Keep reading to learn how to control ambient noise on your Blue Yeti. I’ll also cover the best configuration settings, positioning, and other ways to tweak your Blue Yeti to give you optimal recording every time, regardless of what you’re recording.
1. Use Acoustic Foam Panels To Block Ambient Noise
If you struggle to hear yourself on your Blue Yeti—ambient noise may be the culprit. Only some have the budget to build a fully equipped home studio, but that shouldn’t prevent you from creating the best quality audio recordings.
Ambient noise is a problem that all recording studios need to address. Serious recording studios spend millions of dollars on getting rid of it.
Ambient noise is a surrounding noise that results from fluctuations in the wind and reverberation (resonance) from hard surfaces in the room. In large-scale acoustic spaces such as opera theaters, you’ll notice that designers enhance the surrounding walls with softer and sound-absorbing materials such as wood and cloth.

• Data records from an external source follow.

//! drover-core
//!
//! Task broker and worker pool with priority aging.
//!
//! # モジュール構成
//! - **domain**: Task, TaskId, Priority, TaskStatus, wire codec
//! - **ports**: 抽象化レイヤー（StoreAdapter, Clock, IdGenerator）
//! - **impls**: StoreAdapter の実装（MemoryStore, RedisStore）
//! - **broker**: Broker trait と FIFO / priority-aging 実装、aging scheduler
//! - **runtime**: TaskHandler と HandlerRegistry
//! - **worker**: WorkerPool（N 個の consumer loop）
//! - **producer**: Producer（Task を組み立てて enqueue）
//! - **observability**: StatusBoard と PoolCounts
//! - **config**: YAML 設定

pub mod broker;
pub mod config;
pub mod domain;
pub mod error;
pub mod impls;
pub mod observability;
pub mod ports;
pub mod producer;
pub mod runtime;
pub mod worker;

pub use crate::broker::{Broker, QueueBroker};
pub use crate::config::DroverConfig;
pub use crate::domain::{Priority, Task, TaskId, TaskStatus, TaskType};
pub use crate::error::{DroverError, HandlerError};
pub use crate::producer::Producer;
pub use crate::runtime::{FnHandler, HandlerRegistry, TaskHandler};
pub use crate::worker::{PoolReport, WorkerPool, WorkerState};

At home, you might not have the luxury of going that far. However, acoustic foam panels are an excellent makeshift solution that drastically reduces ambient noise and reverberation. You can test their effect by recording anything in your bathroom without acoustic panels and then with the panels surrounding you.
The Foamily Acoustic Foam Egg Crate Panel is an affordable 4-pack available on Amazon, which does the trick. They’re lightweight and absorb a lot of ambient noise.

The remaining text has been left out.